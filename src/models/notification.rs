//! Notification model
//!
//! Notifications are records only; delivery is someone else's job. Each row
//! communicates one evaluation outcome to one recipient.

use chrono::{DateTime, Utc};
use serde::{Deserialize, Serialize};
use sqlx::FromRow;

use crate::models::evaluation::EvaluationOutcome;

/// What the notification communicates.
#[derive(Debug, Clone, Copy, PartialEq, Eq, Serialize, Deserialize, sqlx::Type)]
#[serde(rename_all = "camelCase")]
#[sqlx(type_name = "text", rename_all = "camelCase")]
pub enum NotificationKind {
    Approved,
    Rejected,
}

impl NotificationKind {
    pub fn as_str(&self) -> &'static str {
        match self {
            NotificationKind::Approved => "approved",
            NotificationKind::Rejected => "rejected",
        }
    }
}

impl std::fmt::Display for NotificationKind {
    fn fmt(&self, f: &mut std::fmt::Formatter<'_>) -> std::fmt::Result {
        f.write_str(self.as_str())
    }
}

impl From<EvaluationOutcome> for NotificationKind {
    fn from(outcome: EvaluationOutcome) -> Self {
        match outcome {
            EvaluationOutcome::Approved => NotificationKind::Approved,
            EvaluationOutcome::Rejected => NotificationKind::Rejected,
        }
    }
}

#[derive(Debug, Clone, Serialize, Deserialize, FromRow)]
#[serde(rename_all = "camelCase")]
pub struct Notification {
    pub id: i64,
    pub evaluation_id: i64,
    pub kind: NotificationKind,
    pub recipient_id: i64,
    pub justification: Option<String>,
    pub document_path: Option<String>,
    pub sent_at: Option<DateTime<Utc>>,
}

#[derive(Debug, Clone, Serialize, Deserialize)]
#[serde(rename_all = "camelCase")]
pub struct CreateNotificationRequest {
    #[serde(alias = "evaluation_id")]
    pub evaluation_id: i64,
    pub kind: NotificationKind,
    #[serde(alias = "recipient_id")]
    pub recipient_id: i64,
    pub justification: Option<String>,
    #[serde(alias = "document_path")]
    pub document_path: Option<String>,
}
//! Logging configuration and setup
//!
//! This module provides logging initialization and structured logging
//! utilities for the CampusEvents services.

use tracing::info;
use tracing_appender::non_blocking::WorkerGuard;
use tracing_subscriber::{layer::SubscriberExt, util::SubscriberInitExt};

use crate::config::LoggingConfig;
use crate::utils::errors::Result;

/// Initialize logging based on configuration.
///
/// Returns the appender guard when a log file is configured; the caller must
/// keep it alive for the lifetime of the process or buffered lines are lost
/// on shutdown.
pub fn init_logging(config: &LoggingConfig) -> Result<Option<WorkerGuard>> {
    let filter = tracing_subscriber::EnvFilter::new(&config.level);
    let registry = tracing_subscriber::registry().with(filter);

    let guard = match &config.file_path {
        Some(directory) => {
            let file_appender = tracing_appender::rolling::daily(directory, "campusevents.log");
            let (non_blocking, guard) = tracing_appender::non_blocking(file_appender);

            if config.json {
                let file_layer = tracing_subscriber::fmt::layer()
                    .with_ansi(false)
                    .with_writer(non_blocking);
                registry
                    .with(tracing_subscriber::fmt::layer().json().with_writer(std::io::stdout))
                    .with(file_layer)
                    .init();
            } else {
                let file_layer = tracing_subscriber::fmt::layer()
                    .with_ansi(false)
                    .with_writer(non_blocking);
                registry
                    .with(tracing_subscriber::fmt::layer().with_writer(std::io::stdout))
                    .with(file_layer)
                    .init();
            }
            Some(guard)
        }
        None => {
            if config.json {
                registry
                    .with(tracing_subscriber::fmt::layer().json().with_writer(std::io::stdout))
                    .init();
            } else {
                registry
                    .with(tracing_subscriber::fmt::layer().with_writer(std::io::stdout))
                    .init();
            }
            None
        }
    };

    info!("Logging initialized with level: {}", config.level);
    Ok(guard)
}

/// Log event lifecycle actions with structured data
pub fn log_event_action(event_id: i64, action: &str, details: Option<&str>) {
    info!(
        event_id = event_id,
        action = action,
        details = details,
        "Event action performed"
    );
}

/// Log a recorded approval decision
pub fn log_decision_recorded(event_id: i64, outcome: &str, recipient_id: i64) {
    info!(
        event_id = event_id,
        outcome = outcome,
        recipient_id = recipient_id,
        "Decision recorded"
    );
}
//! Evaluation repository implementation
//!
//! Notification rows are owned by this repository: every notification
//! references the evaluation whose outcome it communicates.

use chrono::Utc;
use sqlx::PgPool;

use crate::models::evaluation::{Evaluation, RecordDecisionRequest};
use crate::models::notification::{CreateNotificationRequest, Notification};
use crate::utils::errors::CampusEventsError;

#[derive(Debug, Clone)]
pub struct EvaluationRepository {
    pool: PgPool,
}

impl EvaluationRepository {
    pub fn new(pool: PgPool) -> Self {
        Self { pool }
    }

    /// Record the decision for an event. `reviewed_at` is assigned here.
    ///
    /// The unique index on `event_id` turns a second decision for the same
    /// event into a conflict.
    pub async fn create(
        &self,
        event_id: i64,
        request: RecordDecisionRequest,
    ) -> Result<Evaluation, CampusEventsError> {
        let evaluation = sqlx::query_as::<_, Evaluation>(
            r#"
            INSERT INTO evaluations (event_id, outcome, comments, record_path, reviewed_at)
            VALUES ($1, $2, $3, $4, $5)
            RETURNING id, event_id, outcome, comments, record_path, reviewed_at
            "#,
        )
        .bind(event_id)
        .bind(request.outcome)
        .bind(request.comments)
        .bind(request.record_path)
        .bind(Utc::now())
        .fetch_one(&self.pool)
        .await?;

        Ok(evaluation)
    }

    /// Find the evaluation recorded for an event
    pub async fn find_by_event_id(
        &self,
        event_id: i64,
    ) -> Result<Option<Evaluation>, CampusEventsError> {
        let evaluation = sqlx::query_as::<_, Evaluation>(
            "SELECT id, event_id, outcome, comments, record_path, reviewed_at FROM evaluations WHERE event_id = $1"
        )
        .bind(event_id)
        .fetch_optional(&self.pool)
        .await?;

        Ok(evaluation)
    }

    /// Record an outcome notification. `sent_at` is assigned here; no
    /// delivery happens anywhere in this crate.
    pub async fn create_notification(
        &self,
        request: CreateNotificationRequest,
    ) -> Result<Notification, CampusEventsError> {
        let notification = sqlx::query_as::<_, Notification>(
            r#"
            INSERT INTO notifications (evaluation_id, kind, recipient_id, justification, document_path, sent_at)
            VALUES ($1, $2, $3, $4, $5, $6)
            RETURNING id, evaluation_id, kind, recipient_id, justification, document_path, sent_at
            "#
        )
        .bind(request.evaluation_id)
        .bind(request.kind)
        .bind(request.recipient_id)
        .bind(request.justification)
        .bind(request.document_path)
        .bind(Utc::now())
        .fetch_one(&self.pool)
        .await?;

        Ok(notification)
    }

    /// List the notifications addressed to a recipient, newest first
    pub async fn list_notifications_for_recipient(
        &self,
        recipient_id: i64,
        limit: i64,
        offset: i64,
    ) -> Result<Vec<Notification>, CampusEventsError> {
        let notifications = sqlx::query_as::<_, Notification>(
            r#"
            SELECT id, evaluation_id, kind, recipient_id, justification, document_path, sent_at
            FROM notifications
            WHERE recipient_id = $1
            ORDER BY sent_at DESC, id DESC
            LIMIT $2 OFFSET $3
            "#,
        )
        .bind(recipient_id)
        .bind(limit)
        .bind(offset)
        .fetch_all(&self.pool)
        .await?;

        Ok(notifications)
    }

    /// Count total evaluations
    pub async fn count(&self) -> Result<i64, CampusEventsError> {
        let count: (i64,) = sqlx::query_as("SELECT COUNT(*) FROM evaluations")
            .fetch_one(&self.pool)
            .await?;

        Ok(count.0)
    }

    /// Count total notification records
    pub async fn count_notifications(&self) -> Result<i64, CampusEventsError> {
        let count: (i64,) = sqlx::query_as("SELECT COUNT(*) FROM notifications")
            .fetch_one(&self.pool)
            .await?;

        Ok(count.0)
    }
}
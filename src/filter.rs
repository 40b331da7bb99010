use std::fmt;
use std::time::Duration;

use crate::model::ItemCriteria;

/// Why an item was not processed
#[derive(Debug, Clone, PartialEq, Eq)]
pub enum Rejection {
    /// A minimum is set but the platform reported no duration
    DurationUnknown { min: u64 },
    TooShort { duration: Duration, min: u64 },
    TooLong { duration: Duration, max: u64 },
    TitleMismatch { filter: String },
}

impl fmt::Display for Rejection {
    fn fmt(&self, f: &mut fmt::Formatter<'_>) -> fmt::Result {
        match self {
            Rejection::DurationUnknown { min } => {
                write!(f, "duration unknown (minimum is {min}s)")
            }
            Rejection::TooShort { duration, min } => {
                write!(f, "duration {}s is below the minimum of {min}s", duration.as_secs_f64())
            }
            Rejection::TooLong { duration, max } => {
                write!(f, "duration {}s exceeds the maximum of {max}s", duration.as_secs_f64())
            }
            Rejection::TitleMismatch { filter } => {
                write!(f, "title does not contain \"{filter}\"")
            }
        }
    }
}

/// Decides whether a candidate video is converted
#[derive(Debug, Clone)]
pub struct ItemFilter {
    min_duration: Option<u64>,
    max_duration: Option<u64>,
    /// Already case-folded
    title_filter: Option<String>,
}

impl ItemFilter {
    pub fn new(criteria: &ItemCriteria) -> Self {
        Self {
            min_duration: criteria.min_duration_seconds,
            max_duration: criteria.max_duration_seconds,
            title_filter: criteria
                .title_filter
                .as_deref()
                .filter(|filter| !filter.is_empty())
                .map(str::to_lowercase),
        }
    }

    pub fn should_process(&self, duration: Option<Duration>, title: &str) -> bool {
        self.evaluate(duration, title).is_ok()
    }

    /// Like [`should_process`](Self::should_process), naming the first failed check.
    ///
    /// An unknown duration fails only the minimum check, never the maximum.
    /// Bounds are whole seconds; durations are compared unrounded.
    pub fn evaluate(&self, duration: Option<Duration>, title: &str) -> Result<(), Rejection> {
        if let Some(min) = self.min_duration {
            match duration {
                None => return Err(Rejection::DurationUnknown { min }),
                Some(duration) if duration < Duration::from_secs(min) => {
                    return Err(Rejection::TooShort { duration, min });
                }
                Some(_) => {}
            }
        }

        if let (Some(max), Some(duration)) = (self.max_duration, duration)
            && duration > Duration::from_secs(max)
        {
            return Err(Rejection::TooLong { duration, max });
        }

        if let Some(ref filter) = self.title_filter
            && !title.to_lowercase().contains(filter.as_str())
        {
            return Err(Rejection::TitleMismatch {
                filter: filter.clone(),
            });
        }

        Ok(())
    }
}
++++++++++
**ACTIVITY:** The first line of the records and every line down to the line with "use tracing_appender::non_blocking::WorkerGuard;" must be quoted exactly; leave out all else.

**EXERCISE RESULT:**
filename src/models/notification.rs
//! Notification model
//!
//! Notifications are records only; delivery is someone else's job. Each row
//! communicates one evaluation outcome to one recipient.

use chrono::{DateTime, Utc};
use serde::{Deserialize, Serialize};
use sqlx::FromRow;

use crate::models::evaluation::EvaluationOutcome;

/// What the notification communicates.
#[derive(Debug, Clone, Copy, PartialEq, Eq, Serialize, Deserialize, sqlx::Type)]
#[serde(rename_all = "camelCase")]
#[sqlx(type_name = "text", rename_all = "camelCase")]
pub enum NotificationKind {
    Approved,
    Rejected,
}

impl NotificationKind {
    pub fn as_str(&self) -> &'static str {
        match self {
            NotificationKind::Approved => "approved",
            NotificationKind::Rejected => "rejected",
        }
    }
}

impl std::fmt::Display for NotificationKind {
    fn fmt(&self, f: &mut std::fmt::Formatter<'_>) -> std::fmt::Result {
        f.write_str(self.as_str())
    }
}

impl From<EvaluationOutcome> for NotificationKind {
    fn from(outcome: EvaluationOutcome) -> Self {
        match outcome {
            EvaluationOutcome::Approved => NotificationKind::Approved,
            EvaluationOutcome::Rejected => NotificationKind::Rejected,
        }
    }
}

#[derive(Debug, Clone, Serialize, Deserialize, FromRow)]
#[serde(rename_all = "camelCase")]
pub struct Notification {
    pub id: i64,
    pub evaluation_id: i64,
    pub kind: NotificationKind,
    pub recipient_id: i64,
    pub justification: Option<String>,
    pub document_path: Option<String>,
    pub sent_at: Option<DateTime<Utc>>,
}

#[derive(Debug, Clone, Serialize, Deserialize)]
#[serde(rename_all = "camelCase")]
pub struct CreateNotificationRequest {
    #[serde(alias = "evaluation_id")]
    pub evaluation_id: i64,
    pub kind: NotificationKind,
    #[serde(alias = "recipient_id")]
    pub recipient_id: i64,
    pub justification: Option<String>,
    #[serde(alias = "document_path")]
    pub document_path: Option<String>,
}
//! Logging configuration and setup
//!
//! This module provides logging initialization and structured logging
//! utilities for the CampusEvents services.

use tracing::info;
use tracing_appender::non_blocking::WorkerGuard;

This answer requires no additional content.